[Data extracts Boundary: Start]

// Copyright 2025 Crrow
//
// Licensed under the Apache License, Version 2.0 (the "License");
// you may not use this file except in compliance with the License.
// You may obtain a copy of the License at
//
//      http://www.apache.org/licenses/LICENSE-2.0
//
// Unless required by applicable law or agreed to in writing, software
// distributed under the License is distributed on an "AS IS" BASIS,
// WITHOUT WARRANTIES OR CONDITIONS OF ANY KIND, either express or implied.
// See the License for the specific language governing permissions and
// limitations under the License.

//! Persistent transactional FIFO queues.
//!
//! Items live in named queues, either transient (in memory) or persistent
//! (a pair of rotating record files per queue). Local transactions and XA
//! branches journal every change before applying it, and the manager's
//! `start()` repairs whatever a crash left half done.
//!
//! ```ignore
//! let manager = TransactionalQueueManager::<String>::with_bincode(QueueManagerConfig::default());
//! manager.start()?;
//! let session = manager.get_queue_session()?;
//! let jobs = session.get_queue("jobs")?;
//! session.begin()?;
//! jobs.put("build".to_string())?;
//! session.commit()?;
//! ```

pub mod codec;
pub mod config;
pub mod control_file;
mod crc;
pub mod error;
pub mod journal;
pub mod manager;
pub mod path;
pub mod queue;
pub mod record_file;
pub mod recovery;
pub mod session;
pub mod store;
#[cfg(any(test, feature = "testing"))]
pub mod testing;
pub mod transaction;
pub mod xa;

pub use codec::{BincodeCodec, Codec, QueueItem, SharedCodec};
pub use config::{FlushMode, QueueConfig, QueueManagerConfig};
pub use error::{QueueError, Result};
pub use manager::{LifecycleState, StartReport, TransactionalQueueManager};
pub use queue::QueueStore;
pub use session::{Queue, QueueSession};
pub use store::QueueKind;
pub use xa::{XaErrorCode, XaFlags, XaQueueSession, XaResource, XaVote, Xid};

[Data extracts Boundary: End]

◆ What to do
Every line above should be reproduced precisely.

◆ Answer to this problem
// Copyright 2025 Crrow
//
// Licensed under the Apache License, Version 2.0 (the "License");
// you may not use this file except in compliance with the License.
// You may obtain a copy of the License at
//
//      http://www.apache.org/licenses/LICENSE-2.0
//
// Unless required by applicable law or agreed to in writing, software
// distributed under the License is distributed on an "AS IS" BASIS,
// WITHOUT WARRANTIES OR CONDITIONS OF ANY KIND, either express or implied.
// See the License for the specific language governing permissions and
// limitations under the License.

//! Persistent transactional FIFO queues.
//!
//! Items live in named queues, either transient (in memory) or persistent
//! (a pair of rotating record files per queue). Local transactions and XA
//! branches journal every change before applying it, and the manager's
//! `start()` repairs whatever a crash left half done.
//!
//! ```ignore
//! let manager = TransactionalQueueManager::<String>::with_bincode(QueueManagerConfig::default());
//! manager.start()?;
//! let session = manager.get_queue_session()?;
//! let jobs = session.get_queue("jobs")?;
//! session.begin()?;
//! jobs.put("build".to_string())?;
//! session.commit()?;
//! ```

pub mod codec;
pub mod config;
pub mod control_file;
mod crc;
pub mod error;
pub mod journal;
pub mod manager;
pub mod path;
pub mod queue;
pub mod record_file;
pub mod recovery;
pub mod session;
pub mod store;
#[cfg(any(test, feature = "testing"))]
pub mod testing;
pub mod transaction;
pub mod xa;

pub use codec::{BincodeCodec, Codec, QueueItem, SharedCodec};
pub use config::{FlushMode, QueueConfig, QueueManagerConfig};
pub use error::{QueueError, Result};
pub use manager::{LifecycleState, StartReport, TransactionalQueueManager};
pub use queue::QueueStore;
pub use session::{Queue, QueueSession};
pub use store::QueueKind;
pub use xa::{XaErrorCode, XaFlags, XaQueueSession, XaResource, XaVote, Xid};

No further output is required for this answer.